THE FATHER BIRD HATCHES THE EGG
Conspicuous among recent birds that have had their private affairs
dragged into the ornithological spotlight is a denizen of the reefs
and shoals of the Pacific that has managed to hide his domestic life
from impertinent scientific inquiry for nearly 150 years. This is the
surf-bird of the West Coast, which has occasionally been seen wintering
as far south as the Straits of Magellan. It is little wonder he was
so secretive, for when Dr. Joseph Dixon of the University of California
finally ran him to earth on the slopes of Mt. McKinley, the highest
mountain on the continent, and about the last place on Earth where even
a naturalist would expect to find the nest of a shore bird, he found
that docile male meekly sitting on the eggs doing the lion's share of
the incubating while friend wife spent her days in idle gossip with
her emancipated female friends.
This rare bird is believed to have been first described by a member
of one of Captain Cook's famous expeditions in Prince William Sound,
Alaska, in 1789, the year of the adoption of the Constitution of the
United States. Ever since that time, hunting for a surf-bird's nest
has been a favorite occupation of several generations of naturalists.

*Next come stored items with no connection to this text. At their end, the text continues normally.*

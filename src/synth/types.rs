use crate::platform::{Platform, PythonPaths};
use std::collections::BTreeMap;

/// Source language of a C compile step
#[derive(Debug, Clone, Copy, Default, PartialEq, Eq)]
pub enum Language {
    #[default]
    C,
    Cxx,
}

impl Language {
    pub fn parse(s: &str) -> Option<Self> {
        match s.to_lowercase().as_str() {
            "c" => Some(Language::C),
            "c++" | "cpp" | "cxx" => Some(Language::Cxx),
            _ => None,
        }
    }
}

/// Options for a single C/C++ compile-and-link invocation.
#[derive(Debug, Clone, Default, PartialEq, Eq)]
pub struct CompileOptions {
    pub source: String,
    pub output: String,
    pub includes: Vec<String>,
    pub libraries: Vec<String>,
    pub library_dirs: Vec<String>,
    pub language: Language,
    /// Build a shared library instead of an executable
    pub shared: bool,
}

/// How `--embed` is passed to Cython.
#[derive(Debug, Clone, Default, PartialEq, Eq)]
pub enum Embed {
    #[default]
    Off,
    /// Generate a `main()` entry point
    Main,
    /// Generate an entry point with the given name
    Named(String),
}

impl Embed {
    pub fn is_on(&self) -> bool {
        !matches!(self, Embed::Off)
    }
}

/// Python language level of the Cython source (`-2` / `-3`).
#[derive(Debug, Clone, Copy, Default, PartialEq, Eq)]
pub enum LanguageLevel {
    #[default]
    Default,
    Python2,
    Python3,
}

/// Options for a Cython transpile-then-compile chain.
///
/// Field order here is irrelevant to the command line: switches are always
/// emitted in the canonical order of [`super::cython_command`].
#[derive(Debug, Clone, Default, PartialEq, Eq)]
pub struct CythonOptions {
    pub source: String,
    /// Artifact name; defaults to the source's base name
    pub output: Option<String>,
    pub include_dirs: Vec<String>,
    pub directives: BTreeMap<String, String>,
    pub timestamps: bool,
    pub force: bool,
    pub quiet: bool,
    pub verbose: bool,
    pub embed_positions: bool,
    pub cleanup: Option<u32>,
    pub gdb: bool,
    pub no_docstrings: bool,
    pub annotate: bool,
    pub line_directives: bool,
    pub cplus: bool,
    pub embed: Embed,
    pub language_level: LanguageLevel,
    pub fast_fail: bool,
    pub warning_errors: bool,
    pub warning_extra: bool,
}

impl CythonOptions {
    pub fn new(source: impl Into<String>) -> Self {
        Self {
            source: source.into(),
            ..Default::default()
        }
    }
}

/// Everything the synthesizer knows about the target: the platform record
/// plus whatever the user overrode in `ph.toml`.
#[derive(Debug, Clone, PartialEq, Eq)]
pub struct Toolchain {
    pub platform: Platform,
    /// Explicit compiler command, replaces the platform's front end
    pub cc: Option<String>,
    pub cython: String,
    pub python: PythonPaths,
}

impl Toolchain {
    pub fn new(platform: Platform) -> Self {
        Self {
            platform,
            cc: None,
            cython: "cython".to_string(),
            python: platform.python(),
        }
    }
}

/// Result of synthesizing a Cython chain
#[derive(Debug, Clone, PartialEq, Eq)]
pub struct CythonPlan {
    /// File name of the generated C/C++ source
    pub intermediate: String,
    /// File name of the compiled module or executable
    pub artifact: String,
    /// Transpile step followed by the compile step
    pub steps: Vec<String>,
}

/// Error type for command synthesis
#[derive(Debug, Clone, PartialEq, Eq)]
pub enum SynthError {
    /// No compiler front end for the target and none configured
    UnsupportedPlatform(Platform),
    /// An option value has the wrong shape
    InvalidOptionType {
        field: String,
        expected: &'static str,
    },
    /// A required option is absent
    MissingOption(&'static str),
    /// An option name the synthesizer does not know
    UnknownOption(String),
}

impl std::fmt::Display for SynthError {
    fn fmt(&self, f: &mut std::fmt::Formatter<'_>) -> std::fmt::Result {
        match self {
            SynthError::UnsupportedPlatform(p) => write!(
                f,
                "Unsupported compilation platform '{}': set [toolchain] cc in ph.toml",
                p
            ),
            SynthError::InvalidOptionType { field, expected } => {
                write!(f, "Option '{}' must be {}", field, expected)
            }
            SynthError::MissingOption(field) => write!(f, "Missing required option '{}'", field),
            SynthError::UnknownOption(field) => write!(f, "Unknown option '{}'", field),
        }
    }
}

impl std::error::Error for SynthError {}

As the name implies, they are shore birds, usually seen searching for
feed far out on the reefs where the long Pacific swells break over the
rocks into fine spray. Twice a year in their annual migration, these
little creatures traverse the Pacific coastline of two continents from
the southern tip of South America to the northwestern corner of North
America.
TOXIC SUGAR IS TUBERCULOSIS POISON
The world's first poisonous sugar has been discovered lurking within
the tuberculosis germ. Although it is harmless to uninfected animals,
it is death to those suffering from tuberculosis. Produced by the tubercle
bacillus itself, it is probably the stuff that slowly poisons the victim
of the white plague.
OZONE DUE TO PARTICLES
Two layers of ozone in the Earth's atmosphere, one due to ultraviolet
light from the sun, the other due, perhaps, to particles or corpuscles
shot at the Earth from sunspots, were described at the meeting of the
American Geophysical Union. In telling of his studies, Dr. F.E. Fowle
of the Smithsonian Institution said that one of these layers of ozone,
which is a form of oxygen, shows an annual period of change, depending
on the position of the Earth in its orbit. Probably, he thinks, it is
due to ultraviolet light.
Unlike this layer, the second layer of ozone shows a close relationship
to sunspots. When the sunspots are at their minimum number, it will
probably be absent entirely, though the observations have not continued
long enough to ascertain this. Dr. Fowle suggested that some emission
of minute corpuscles from the sunspots might account for this layer.